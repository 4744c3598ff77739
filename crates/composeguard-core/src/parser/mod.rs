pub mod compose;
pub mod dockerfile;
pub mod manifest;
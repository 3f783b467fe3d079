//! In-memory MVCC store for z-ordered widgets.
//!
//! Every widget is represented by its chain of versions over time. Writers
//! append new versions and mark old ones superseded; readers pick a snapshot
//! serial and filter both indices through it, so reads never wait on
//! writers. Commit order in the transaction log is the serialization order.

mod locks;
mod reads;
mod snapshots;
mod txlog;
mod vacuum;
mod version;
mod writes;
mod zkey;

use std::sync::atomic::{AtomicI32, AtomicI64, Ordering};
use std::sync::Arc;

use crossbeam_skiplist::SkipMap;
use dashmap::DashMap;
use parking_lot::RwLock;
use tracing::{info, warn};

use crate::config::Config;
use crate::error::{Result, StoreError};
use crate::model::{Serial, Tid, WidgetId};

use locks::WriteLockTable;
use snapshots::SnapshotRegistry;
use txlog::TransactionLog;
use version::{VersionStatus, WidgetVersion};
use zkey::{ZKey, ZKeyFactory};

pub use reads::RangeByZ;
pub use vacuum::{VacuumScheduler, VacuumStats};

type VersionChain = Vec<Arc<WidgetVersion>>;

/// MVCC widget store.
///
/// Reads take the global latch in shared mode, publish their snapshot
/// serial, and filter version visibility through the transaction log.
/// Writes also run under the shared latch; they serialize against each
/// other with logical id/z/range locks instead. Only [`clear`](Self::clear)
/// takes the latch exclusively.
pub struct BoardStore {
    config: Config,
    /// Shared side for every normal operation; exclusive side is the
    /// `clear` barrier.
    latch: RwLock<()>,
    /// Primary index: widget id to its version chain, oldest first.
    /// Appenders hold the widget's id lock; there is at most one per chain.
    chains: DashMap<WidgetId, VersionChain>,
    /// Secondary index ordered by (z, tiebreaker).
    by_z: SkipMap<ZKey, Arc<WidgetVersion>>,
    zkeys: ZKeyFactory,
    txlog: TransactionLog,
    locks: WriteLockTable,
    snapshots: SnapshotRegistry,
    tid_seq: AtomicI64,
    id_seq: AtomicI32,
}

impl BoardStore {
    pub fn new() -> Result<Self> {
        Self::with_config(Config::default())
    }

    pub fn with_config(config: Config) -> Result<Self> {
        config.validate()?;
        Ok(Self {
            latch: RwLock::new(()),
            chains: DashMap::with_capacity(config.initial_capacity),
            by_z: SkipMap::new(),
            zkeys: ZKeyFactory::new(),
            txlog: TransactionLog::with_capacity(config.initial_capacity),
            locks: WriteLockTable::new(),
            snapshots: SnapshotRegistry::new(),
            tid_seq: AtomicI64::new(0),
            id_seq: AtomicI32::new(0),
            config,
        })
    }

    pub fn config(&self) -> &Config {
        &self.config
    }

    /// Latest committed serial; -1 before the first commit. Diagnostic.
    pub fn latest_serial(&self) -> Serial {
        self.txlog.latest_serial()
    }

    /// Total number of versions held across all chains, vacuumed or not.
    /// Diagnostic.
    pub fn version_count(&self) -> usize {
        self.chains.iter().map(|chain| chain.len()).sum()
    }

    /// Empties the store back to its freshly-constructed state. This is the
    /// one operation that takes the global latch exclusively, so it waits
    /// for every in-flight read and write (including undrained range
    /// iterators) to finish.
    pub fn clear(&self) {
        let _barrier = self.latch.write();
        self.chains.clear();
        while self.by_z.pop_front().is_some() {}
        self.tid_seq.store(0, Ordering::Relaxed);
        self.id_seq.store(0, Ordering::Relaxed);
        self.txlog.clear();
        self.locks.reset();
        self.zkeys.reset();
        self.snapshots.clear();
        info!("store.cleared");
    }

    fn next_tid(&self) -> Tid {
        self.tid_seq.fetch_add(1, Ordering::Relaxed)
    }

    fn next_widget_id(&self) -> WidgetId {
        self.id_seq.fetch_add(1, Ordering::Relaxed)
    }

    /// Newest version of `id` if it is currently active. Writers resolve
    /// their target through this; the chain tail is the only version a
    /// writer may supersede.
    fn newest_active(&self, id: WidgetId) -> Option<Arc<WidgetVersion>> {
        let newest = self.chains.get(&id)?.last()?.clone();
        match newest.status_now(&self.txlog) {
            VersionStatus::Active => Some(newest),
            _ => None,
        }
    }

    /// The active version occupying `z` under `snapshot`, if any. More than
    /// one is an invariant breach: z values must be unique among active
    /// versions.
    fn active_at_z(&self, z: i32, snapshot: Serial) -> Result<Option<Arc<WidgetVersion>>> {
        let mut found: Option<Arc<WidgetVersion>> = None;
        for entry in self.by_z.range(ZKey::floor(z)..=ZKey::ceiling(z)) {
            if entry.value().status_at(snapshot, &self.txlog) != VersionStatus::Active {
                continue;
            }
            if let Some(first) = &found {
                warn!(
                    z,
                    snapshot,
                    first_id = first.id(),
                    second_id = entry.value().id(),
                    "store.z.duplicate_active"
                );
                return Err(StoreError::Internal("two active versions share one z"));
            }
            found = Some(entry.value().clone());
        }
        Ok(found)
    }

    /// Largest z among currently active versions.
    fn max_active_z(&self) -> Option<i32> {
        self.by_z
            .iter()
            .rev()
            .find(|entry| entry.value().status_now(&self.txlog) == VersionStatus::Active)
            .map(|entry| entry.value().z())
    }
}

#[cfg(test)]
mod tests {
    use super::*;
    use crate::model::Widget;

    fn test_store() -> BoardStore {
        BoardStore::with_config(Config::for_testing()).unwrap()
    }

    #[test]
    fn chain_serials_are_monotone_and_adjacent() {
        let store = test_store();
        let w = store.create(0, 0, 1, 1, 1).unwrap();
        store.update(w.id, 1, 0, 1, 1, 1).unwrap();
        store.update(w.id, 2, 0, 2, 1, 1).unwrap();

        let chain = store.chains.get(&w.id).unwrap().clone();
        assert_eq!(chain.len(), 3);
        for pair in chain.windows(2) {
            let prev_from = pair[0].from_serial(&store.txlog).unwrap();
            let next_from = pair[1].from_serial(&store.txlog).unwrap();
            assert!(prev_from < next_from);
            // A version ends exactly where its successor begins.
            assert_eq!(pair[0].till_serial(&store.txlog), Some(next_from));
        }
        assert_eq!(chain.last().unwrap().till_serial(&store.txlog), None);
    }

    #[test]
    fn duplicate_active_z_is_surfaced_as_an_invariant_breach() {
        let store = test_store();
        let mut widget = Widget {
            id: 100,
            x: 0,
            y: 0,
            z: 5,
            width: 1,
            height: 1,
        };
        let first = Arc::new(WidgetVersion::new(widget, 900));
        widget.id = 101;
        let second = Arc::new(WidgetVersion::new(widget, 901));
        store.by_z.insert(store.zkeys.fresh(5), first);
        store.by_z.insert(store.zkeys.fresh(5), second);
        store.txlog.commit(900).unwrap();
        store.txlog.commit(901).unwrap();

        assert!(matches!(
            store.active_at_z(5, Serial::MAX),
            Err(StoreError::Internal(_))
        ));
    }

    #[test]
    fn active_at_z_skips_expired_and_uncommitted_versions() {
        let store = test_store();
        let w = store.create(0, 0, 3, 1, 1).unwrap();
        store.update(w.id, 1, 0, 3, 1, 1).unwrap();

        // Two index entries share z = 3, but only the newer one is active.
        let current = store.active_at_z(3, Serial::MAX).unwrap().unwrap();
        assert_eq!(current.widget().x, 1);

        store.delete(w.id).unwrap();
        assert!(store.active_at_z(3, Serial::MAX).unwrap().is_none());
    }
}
□ □ □ □ □ □ □
- [ABOUT THIS EXERCISE] If a line in the records contains the string "index", copy it out.

- [TASK RESPONSE]
    /// Primary index: widget id to its version chain, oldest first.
    /// Secondary index ordered by (z, tiebreaker).
        // Two index entries share z = 3, but only the newer one is active.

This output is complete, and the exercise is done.